The U.S. healthcare system relies more on private, for- profit delivery of both insurance and services than other developed countries. It has historically not guaranteed access to millions of its citizens who are uninsured, and even under Obama’s Affordable Care Act (ACA), people will still be deterred from seeking medical care because of the payments associated with private insurance. It is also very expensive. Similar health results have been achieved with much lower costs in systems that rely less on for profit delivery. To take an obvious example, the Canadian healthcare system, although far from perfect, is measurably superior to that currently in place in the United States, even with the passage of the ACA. It is more equal, has universal access and delivers similar results at a fraction of the cost.
In our most recent book, To Live and Die in America, we argue that the unique health care system in the U.S. is not a result of the will of the people, in any meaningful sense. Rather, it is the result of a political battle between a relatively weak and disorganized citizenry, without any meaningful political representation, against a very well-funded and organized section of the corporate world, with an enormous stake in the continuation and expansion of a profit making health care industry: the Medical Industrial Complex (MIC). According to one academic, “What has become clear is that the unique problems the U.S. medical-industrial complex has created are rooted in the subordination of the state and civil society to corporate interests.”(i)
A particularly revealing exposé of the tactics employed by the MIC can be found in Wendell Potter’s book Deadly Spin. As the former chief of public relations for health insurance company Cigna, Potter has an insider’s view of the industry’s efforts to influence the debate around public insurance. To take just one example, when Clinton was proposing healthcare reform in 1994 the insurance industry funded a $14 million advertising campaign in which ‘Harry and Louise’, two burdened everyday suburbanites, lamented the state of a hypothetical future government health program run by bureaucrats with the tagline “when they choose we lose.”

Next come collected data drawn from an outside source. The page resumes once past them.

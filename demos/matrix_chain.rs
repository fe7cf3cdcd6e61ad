//! Example: plan the CLRS matrix chain.
//!
//! Run with:
//! `cargo run --example matrix_chain`

use chain_dp::{ChainPlanner, Preset};

fn main() {
    // Example from CLRS:
    // Matrices A1..A6 with dimensions:
    // 30x35, 35x15, 15x5, 5x10, 10x20, 20x25
    let dims = Preset::Complex.dims();

    let plan = ChainPlanner::new().plan_dims(&dims);

    println!("Optimal multiplication cost: {}", plan.min_cost());
    println!("Parenthesization: {}", plan.expression());
    println!("Split decisions (i,j,k):");
    for s in plan.split_decisions() {
        println!("  Split A[{}..{}] at {}", s.i + 1, s.j + 1, s.k + 1);
    }
}
//! Assorted helpers shared by the planner and the step sequencer.

/// Chain length below which the `parallel` feature still fills sequentially.
pub const DEFAULT_PARALLEL_THRESHOLD: usize = 64;

/// Number of non-trivial cells (`i < j`) for a chain of `n` matrices:
/// `n(n-1)/2`.
#[inline]
pub fn step_count(n: usize) -> usize {
    n * n.saturating_sub(1) / 2
}

/// Cells `(i, j)` with `i < j` in dependency order: chain length ascending,
/// then start index ascending.
///
/// Every subchain that `(i, j)` depends on appears before it.
pub fn fill_order(n: usize) -> impl Iterator<Item = (usize, usize)> + Clone {
    (2..=n).flat_map(move |len| (0..=n - len).map(move |i| (i, i + len - 1)))
}

#[cfg(test)]
mod tests {
    use super::*;

    #[test]
    fn step_count_small_chains() {
        assert_eq!(step_count(0), 0);
        assert_eq!(step_count(1), 0);
        assert_eq!(step_count(2), 1);
        assert_eq!(step_count(6), 15);
    }

    #[test]
    fn fill_order_respects_dependencies() {
        let order: Vec<_> = fill_order(4).collect();
        assert_eq!(
            order,
            vec![(0, 1), (1, 2), (2, 3), (0, 2), (1, 3), (0, 3)]
        );
        for (pos, &(i, j)) in order.iter().enumerate() {
            for k in i..j {
                for dep in [(i, k), (k + 1, j)] {
                    if dep.0 < dep.1 {
                        let dep_pos = order.iter().position(|&c| c == dep).unwrap();
                        assert!(dep_pos < pos, "{dep:?} must precede ({i},{j})");
                    }
                }
            }
        }
    }

    #[test]
    fn fill_order_len_matches_step_count() {
        for n in 0..20 {
            assert_eq!(fill_order(n).count(), step_count(n), "n={n}");
        }
    }
}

Forcing patients to pay more of their health costs is to blame the victim. The bloated and inequitable U.S. system serves those who profit from it. By and large the rest of the industrialized world produce more effective, efficient and accessible health care systems by either eliminating the for-profit private sector altogether from health care delivery or through heavy regulation. “The $2.7 Trillion Medical Bill” fails to prescribe the obvious cure. If the problem is a for profit system held in place by the political machinations of powerful industry, then surely the solution is to do away with the for profit system in both insurance and service delivery.
Robert Chernomas is Professor of Economics at the University of Manitoba, Canada. He has been a visiting professor at the Johns Hopkins School of Public Health and is on the editorial board of International Journal of Health Services.
Ian Hudson is Associate Professor of Economics at the University of Manitoba, Canada.
(i) Estes, C., Harrington, C., and Pellow, D. (2000) “‘Medical-industrial complex”’, in E. Borgatta, E., and R. Montgomery, R. (eds), Enclyclopedia of Sociology, (Farmington Hills, MI: The Gale Group).